Problem requirements:
From the data below, set down exactly the lines between the one holding "saw the pulse." and the one holding "with_pulse.tick(16.0, 8.0);", inclusive, and no others.

Material provided:

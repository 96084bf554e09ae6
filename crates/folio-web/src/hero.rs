//! Hero-section 3D background component.
//!
//! Wires the core scene to the instanced WebGPU renderer. GPU setup is
//! async; until the device arrives (or if it never does) the effect ticks
//! but renders nothing. The canvas starts transparent and fades in once
//! the intro reports completion.

use crate::boot::BootState;
use crate::dom;
use crate::render::GpuState;
use crate::runtime::{EffectRuntime, PointerWiring, RuntimeOptions, SurfaceEffect};
use folio_core::color::{self, Rgba};
use folio_core::{Camera, HeroInstance, HeroPalette, HeroScene, SurfaceBounds};
use glam::{Vec2, Vec3};
use std::cell::RefCell;
use std::rc::Rc;
use wasm_bindgen::JsCast;
use wasm_bindgen_futures::spawn_local;
use web_sys as web;

struct HeroBackground {
    canvas: web::HtmlCanvasElement,
    scene: HeroScene,
    gpu: Rc<RefCell<Option<GpuState>>>,
    bounds: SurfaceBounds,
    instances: Vec<HeroInstance>,
}

/// Mounts the hero background on `#hero-canvas`, if present.
pub fn mount(boot: &BootState, seed: u64) -> Option<EffectRuntime> {
    let document = dom::document()?;
    let canvas: web::HtmlCanvasElement = document
        .get_element_by_id("hero-canvas")?
        .dyn_into()
        .ok()?;

    let bounds = dom::sync_canvas_backing_size(&canvas);
    let palette = read_palette(&canvas);

    // Hidden until the intro is out of the way, then a CSS fade.
    let style = canvas.style();
    let _ = style.set_property("opacity", "0");
    let _ = style.set_property("transition", "opacity 0.7s ease-out");
    {
        let canvas = canvas.clone();
        boot.on_intro_finished(move || {
            let _ = canvas.style().set_property("opacity", "1");
        });
    }

    let gpu: Rc<RefCell<Option<GpuState>>> = Rc::new(RefCell::new(None));
    {
        let gpu = gpu.clone();
        let canvas = canvas.clone();
        spawn_local(async move {
            match GpuState::new(&canvas).await {
                Ok(state) => *gpu.borrow_mut() = Some(state),
                // Capability absence: the hero stays blank.
                Err(e) => log::warn!("hero renderer unavailable: {e:?}"),
            }
        });
    }

    let effect = HeroBackground {
        scene: HeroScene::new(palette, seed),
        gpu,
        bounds,
        instances: Vec::new(),
        canvas: canvas.clone(),
    };
    EffectRuntime::launch(
        canvas.into(),
        Box::new(effect),
        RuntimeOptions {
            pointer: PointerWiring::Surface,
            observe_visibility: true,
            track_resize: true,
        },
    )
}

fn read_palette(canvas: &web::HtmlCanvasElement) -> HeroPalette {
    let defaults = HeroPalette::default();
    let read = |name: &str, fallback: Vec3| -> Vec3 {
        match dom::css_var(canvas, name) {
            Some(raw) => {
                let rgba = color::parse_or(&raw, to_rgba(fallback));
                Vec3::from_slice(&rgba.to_linear_f32()[..3])
            }
            None => fallback,
        }
    };
    HeroPalette {
        accent: read("--accent", defaults.accent),
        accent2: read("--accent2", defaults.accent2),
        accent3: read("--accent3", defaults.accent3),
    }
}

fn to_rgba(v: Vec3) -> Rgba {
    Rgba::opaque(
        (v.x * 255.0) as u8,
        (v.y * 255.0) as u8,
        (v.z * 255.0) as u8,
    )
}

impl HeroBackground {
    fn camera(&self) -> Camera {
        let aspect = self.bounds.width / self.bounds.height.max(1.0);
        Camera::hero(aspect)
    }
}

impl SurfaceEffect for HeroBackground {
    fn tick(&mut self, dt_ms: f64, _now_ms: f64) {
        self.scene.tick((dt_ms / 1000.0) as f32);
    }

    fn render(&mut self) {
        let mut gpu = self.gpu.borrow_mut();
        let Some(gpu) = gpu.as_mut() else {
            return;
        };
        self.scene.instances(&mut self.instances);
        gpu.resize_if_needed(self.canvas.width(), self.canvas.height());
        if let Err(e) = gpu.render(self.camera().view_proj(), &self.instances) {
            log::error!("hero render error: {e:?}");
        }
    }

    fn pointer_down(&mut self, pos: Vec2, _now_ms: f64) {
        let camera = self.camera();
        self.scene
            .press(&camera, pos, self.bounds.width, self.bounds.height);
    }

    fn resize(&mut self, _bounds: SurfaceBounds) {
        self.bounds = dom::sync_canvas_backing_size(&self.canvas);
    }
}
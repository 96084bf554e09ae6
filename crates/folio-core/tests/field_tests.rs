// Host-side tests for the ambient particle field: velocity clamping,
// pulse ordering, and boundary behavior.

use folio_core::constants::{FIELD_MAX_SPEED, PULSE_LIFE_MS};
use folio_core::field::{FieldConfig, ParticleField};
use folio_core::surface::{BoundaryPolicy, SurfaceBounds};
use glam::Vec2;

fn make_field() -> ParticleField {
    ParticleField::new(
        SurfaceBounds::new(800.0, 600.0, 1.0),
        FieldConfig::default(),
        42,
    )
}

#[test]
fn particle_count_is_area_derived_and_clamped() {
    let small = ParticleField::new(
        SurfaceBounds::new(100.0, 100.0, 1.0),
        FieldConfig::default(),
        1,
    );
    assert_eq!(small.particles().len(), 18); // floor

    let large = ParticleField::new(
        SurfaceBounds::new(4000.0, 4000.0, 1.0),
        FieldConfig::default(),
        1,
    );
    assert_eq!(large.particles().len(), 120); // cap
}

#[test]
fn velocity_never_exceeds_clamp_under_pulse_storms() {
    let mut field = make_field();
    let mut now = 0.0;
    for i in 0..600 {
        // Continuous strong pulses stacked on every frame.
        field.pointer_pressed(Vec2::new(400.0, 300.0), now);
        field.pointer_moved(Vec2::new(390.0 + (i % 20) as f32, 300.0), 1.6, now);
        let dt = if i % 3 == 0 { 8.0 } else { 33.0 }; // variable refresh
        field.tick(dt, now);
        now += dt;
        for p in field.particles() {
            assert!(
                p.vel.x.abs() <= FIELD_MAX_SPEED + 1e-4,
                "vx {} exceeded clamp at frame {i}",
                p.vel.x
            );
            assert!(p.vel.y.abs() <= FIELD_MAX_SPEED + 1e-4);
        }
    }
}

#[test]
fn expired_pulses_do_not_influence_the_next_frame() {
    // Two identical fields; one receives a pulse that expires before the
    // measured frame. If pruning runs before application, the late field
    // must match a field that never saw the pulse.
    let mut with_pulse = make_field();
    let mut without = make_field();

    with_pulse.pointer_pressed(Vec2::new(400.0, 300.0), 0.0);
    let after_expiry = PULSE_LIFE_MS + 400.0; // past even the strong life

    with_pulse.tick(16.0, after_expiry + 16.0);
    without.tick(16.0, after_expiry + 16.0);

    for (a, b) in with_pulse.particles().iter().zip(without.particles()) {
        assert_eq!(a.vel, b.vel);
        assert_eq!(a.pos, b.pos);
    }
}

#[test]
fn live_pulses_do_influence_particles() {
    let mut with_pulse = make_field();
    let mut without = make_field();
    with_pulse.pointer_pressed(Vec2::new(400.0, 300.0), 0.0);
    with_pulse.tick(16.0, 8.0);
    without.tick(16.0, 8.0);
    let moved = with_pulse
        .particles()
        .iter()
        .zip(without.particles())
        .any(|(a, b)| a.vel != b.vel);
    assert!(moved, "a live pulse should perturb at least one particle");
}

#[test]
fn toroidal_wrap_preserves_velocity() {
    let bounds = SurfaceBounds::new(200.0, 200.0, 1.0);
    let policy = BoundaryPolicy::Wrap { margin: 10.0 };
    let wrapped = policy.confine(Vec2::new(215.0, 100.0), &bounds);
    assert_eq!(wrapped, Vec2::new(-10.0, 100.0));
    // confine never touches velocity by construction; integration test of
    // the full loop: run a field long enough for wraps to occur and check
    // positions stay within the margin band.
    let mut field = make_field();
    let mut now = 0.0;
    for _ in 0..2000 {
        field.tick(16.0, now);
        now += 16.0;
    }
    for p in field.particles() {
        assert!(p.pos.x >= -10.0 && p.pos.x <= 810.0);
        assert!(p.pos.y >= -10.0 && p.pos.y <= 610.0);
        assert!(p.pos.is_finite());
    }
}

#[test]
fn shrinking_below_particle_size_stays_finite() {
    let mut field = make_field();
    field.resize(SurfaceBounds::new(1.0, 600.0, 2.0));
    let mut now = 0.0;
    for _ in 0..100 {
        field.tick(16.0, now);
        now += 16.0;
    }
    for p in field.particles() {
        assert!(p.pos.is_finite(), "position must never go NaN on resize");
    }
}

#[test]
fn resize_discards_the_previous_population() {
    let mut field = make_field();
    let before = field.particles().len();
    field.resize(SurfaceBounds::new(300.0, 200.0, 1.0));
    let after = field.particles().len();
    assert!(after < before);
    for p in field.particles() {
        assert!(p.pos.x <= 300.0 && p.pos.y <= 200.0);
    }
}

#[test]
fn link_alpha_fades_with_distance() {
    let field = make_field();
    let close = field.link_alpha(Vec2::ZERO, Vec2::new(10.0, 0.0)).unwrap();
    let far = field.link_alpha(Vec2::ZERO, Vec2::new(100.0, 0.0)).unwrap();
    assert!(close > far);
    assert!(field.link_alpha(Vec2::ZERO, Vec2::new(200.0, 0.0)).is_none());
}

Task output:
    // must match a field that never saw the pulse.
    let mut with_pulse = make_field();
    let mut without = make_field();

    with_pulse.pointer_pressed(Vec2::new(400.0, 300.0), 0.0);
    let after_expiry = PULSE_LIFE_MS + 400.0; // past even the strong life

    with_pulse.tick(16.0, after_expiry + 16.0);
    without.tick(16.0, after_expiry + 16.0);

    for (a, b) in with_pulse.particles().iter().zip(without.particles()) {
        assert_eq!(a.vel, b.vel);
        assert_eq!(a.pos, b.pos);
    }
}

#[test]
fn live_pulses_do_influence_particles() {
    let mut with_pulse = make_field();
    let mut without = make_field();
    with_pulse.pointer_pressed(Vec2::new(400.0, 300.0), 0.0);
    with_pulse.tick(16.0, 8.0);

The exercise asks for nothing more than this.